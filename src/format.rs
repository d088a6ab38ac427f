//! Video capability (caps) types for format negotiation.
//!
//! Caps describe what a source can produce or what a consumer accepts, as
//! a list of [`VideoCaps`] structures. Each structure names a container
//! type and constrains its fields with [`CapsValue`]s.
//!
//! # Caps Negotiation
//!
//! - [`CapsValue<T>`]: A value that can be fixed, range, list, or any
//! - [`VideoCaps`]: One media type with constrained geometry and rate
//! - [`Caps`]: An ordered union of structures, or `ANY`
//!
//! ```rust
//! use omxcamsrc::format::{Caps, CapsValue, Framerate, RawLayout, VideoCaps};
//!
//! let template = VideoCaps::raw(RawLayout::I420)
//!     .with_size_range(0, 4096, 0, 4096)
//!     .with_framerate_range(Framerate::new(0, 1), Framerate::new(60, 1));
//!
//! let request = VideoCaps::raw(RawLayout::I420)
//!     .with_size(480, 270)
//!     .with_framerate(Framerate::new(25, 1));
//!
//! assert!(request.is_subset_of(&template));
//! let caps = Caps::from(template).intersect(&Caps::from(request));
//! assert_eq!(caps.structures().len(), 1);
//! ```

use smallvec::SmallVec;
use std::fmt;

// ============================================================================
// CapsValue - constraint value for negotiation
// ============================================================================

/// A value that can be fixed, range, list, or any.
///
/// `Any` doubles as "field not present": a template with an `Any` field
/// places no constraint on it, while a request with an `Any` field is not
/// a subset of a template that constrains it.
///
/// # Examples
///
/// ```rust
/// use omxcamsrc::format::CapsValue;
///
/// let fixed: CapsValue<u32> = CapsValue::Fixed(1920);
/// let range: CapsValue<u32> = CapsValue::Range { min: 720, max: 1920 };
///
/// assert_eq!(fixed.intersect(&range), Some(CapsValue::Fixed(1920)));
/// assert!(fixed.is_subset_of(&range));
/// assert!(!range.is_subset_of(&fixed));
/// ```
#[derive(Clone, Debug, PartialEq, Default)]
pub enum CapsValue<T> {
    /// Exact value (fully constrained).
    Fixed(T),
    /// Range of acceptable values (inclusive).
    Range {
        /// Minimum acceptable value.
        min: T,
        /// Maximum acceptable value.
        max: T,
    },
    /// List of acceptable values (ordered by preference, first is best).
    List(Vec<T>),
    /// Any value accepted (unconstrained).
    #[default]
    Any,
}

impl<T: Clone + Ord> CapsValue<T> {
    /// Check if a value is accepted by this constraint.
    pub fn accepts(&self, value: &T) -> bool {
        match self {
            Self::Fixed(v) => v == value,
            Self::Range { min, max } => value >= min && value <= max,
            Self::List(values) => values.contains(value),
            Self::Any => true,
        }
    }

    /// Intersect two constraints, finding common values.
    ///
    /// Returns `None` if there's no overlap.
    pub fn intersect(&self, other: &Self) -> Option<Self> {
        match (self, other) {
            (Self::Any, other) => Some(other.clone()),
            (self_, Self::Any) => Some(self_.clone()),

            (Self::Fixed(a), Self::Fixed(b)) => (a == b).then(|| Self::Fixed(a.clone())),

            (Self::Fixed(v), Self::Range { min, max })
            | (Self::Range { min, max }, Self::Fixed(v)) => {
                (v >= min && v <= max).then(|| Self::Fixed(v.clone()))
            }

            (Self::Fixed(v), Self::List(list)) | (Self::List(list), Self::Fixed(v)) => {
                list.contains(v).then(|| Self::Fixed(v.clone()))
            }

            (
                Self::Range {
                    min: min1,
                    max: max1,
                },
                Self::Range {
                    min: min2,
                    max: max2,
                },
            ) => {
                let new_min = min1.max(min2);
                let new_max = max1.min(max2);
                if new_min < new_max {
                    Some(Self::Range {
                        min: new_min.clone(),
                        max: new_max.clone(),
                    })
                } else if new_min == new_max {
                    Some(Self::Fixed(new_min.clone()))
                } else {
                    None
                }
            }

            (Self::Range { min, max }, Self::List(list))
            | (Self::List(list), Self::Range { min, max }) => Self::from_candidates(
                list.iter()
                    .filter(|v| *v >= min && *v <= max)
                    .cloned()
                    .collect(),
            ),

            // Common values, preserving order from the first list
            (Self::List(list1), Self::List(list2)) => Self::from_candidates(
                list1
                    .iter()
                    .filter(|v| list2.contains(v))
                    .cloned()
                    .collect(),
            ),
        }
    }

    fn from_candidates(mut values: Vec<T>) -> Option<Self> {
        match values.len() {
            0 => None,
            1 => values.pop().map(Self::Fixed),
            _ => Some(Self::List(values)),
        }
    }

    /// Check if every value accepted by `self` is accepted by `other`.
    pub fn is_subset_of(&self, other: &Self) -> bool {
        match (self, other) {
            (_, Self::Any) => true,
            (Self::Any, _) => false,
            (Self::Fixed(v), other) => other.accepts(v),
            (Self::List(values), other) => values.iter().all(|v| other.accepts(v)),
            (Self::Range { min, max }, Self::Range { min: omin, max: omax }) => {
                min >= omin && max <= omax
            }
            (Self::Range { min, max }, Self::Fixed(v)) => min == v && max == v,
            (Self::Range { min, max }, Self::List(list)) => {
                min == max && list.contains(min)
            }
        }
    }

    /// Fixate: choose a single value from the constraint.
    ///
    /// Returns the preferred value (first in list, min in range).
    /// Returns `None` for `Any` (cannot fixate without default).
    pub fn fixate(&self) -> Option<T> {
        match self {
            Self::Fixed(v) => Some(v.clone()),
            Self::Range { min, .. } => Some(min.clone()),
            Self::List(values) => values.first().cloned(),
            Self::Any => None,
        }
    }

    /// Check if this is a fixed value.
    #[inline]
    pub fn is_fixed(&self) -> bool {
        matches!(self, Self::Fixed(_))
    }

    /// Check if this accepts any value.
    #[inline]
    pub fn is_any(&self) -> bool {
        matches!(self, Self::Any)
    }

    /// Get the fixed value if this is fixed.
    #[inline]
    pub fn as_fixed(&self) -> Option<&T> {
        match self {
            Self::Fixed(v) => Some(v),
            _ => None,
        }
    }
}

/// Distance between two values, used to fixate towards a preferred value.
pub trait Nearest {
    /// Absolute distance between `self` and `other`.
    fn distance(&self, other: &Self) -> f64;
}

impl Nearest for u32 {
    fn distance(&self, other: &Self) -> f64 {
        self.abs_diff(*other) as f64
    }
}

impl<T: Clone + Ord + Nearest> CapsValue<T> {
    /// Fixate to the value nearest `target`.
    ///
    /// Ranges clamp the target into bounds, lists pick the closest entry
    /// (earliest wins on ties), `Any` takes the target itself.
    pub fn fixate_nearest(&self, target: &T) -> Option<T> {
        match self {
            Self::Fixed(v) => Some(v.clone()),
            Self::Range { min, max } if min <= max => {
                Some(target.clone().clamp(min.clone(), max.clone()))
            }
            Self::Range { .. } => None,
            Self::List(values) => values
                .iter()
                .fold(None::<&T>, |best, v| match best {
                    Some(b) if b.distance(target) <= v.distance(target) => Some(b),
                    _ => Some(v),
                })
                .cloned(),
            Self::Any => Some(target.clone()),
        }
    }
}

impl<T: Clone + Ord> From<T> for CapsValue<T> {
    fn from(value: T) -> Self {
        Self::Fixed(value)
    }
}

impl<T: Clone + Ord> From<std::ops::RangeInclusive<T>> for CapsValue<T> {
    fn from(range: std::ops::RangeInclusive<T>) -> Self {
        let (min, max) = range.into_inner();
        Self::Range { min, max }
    }
}

impl<T: fmt::Display> fmt::Display for CapsValue<T> {
    fn fmt(&self, f: &mut fmt::Formatter<'_>) -> fmt::Result {
        match self {
            Self::Fixed(v) => write!(f, "{v}"),
            Self::Range { min, max } => write!(f, "[ {min}, {max} ]"),
            Self::List(values) => {
                write!(f, "{{ ")?;
                for (i, v) in values.iter().enumerate() {
                    if i > 0 {
                        write!(f, ", ")?;
                    }
                    write!(f, "{v}")?;
                }
                write!(f, " }}")
            }
            Self::Any => write!(f, "ANY"),
        }
    }
}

# # # # #

YOUR OBJECTIVE: Where a line of the records has the string "Returns", copy that line.

RESPONSE:
    /// Returns `None` if there's no overlap.
    /// Returns the preferred value (first in list, min in range).
    /// Returns `None` for `Any` (cannot fixate without default).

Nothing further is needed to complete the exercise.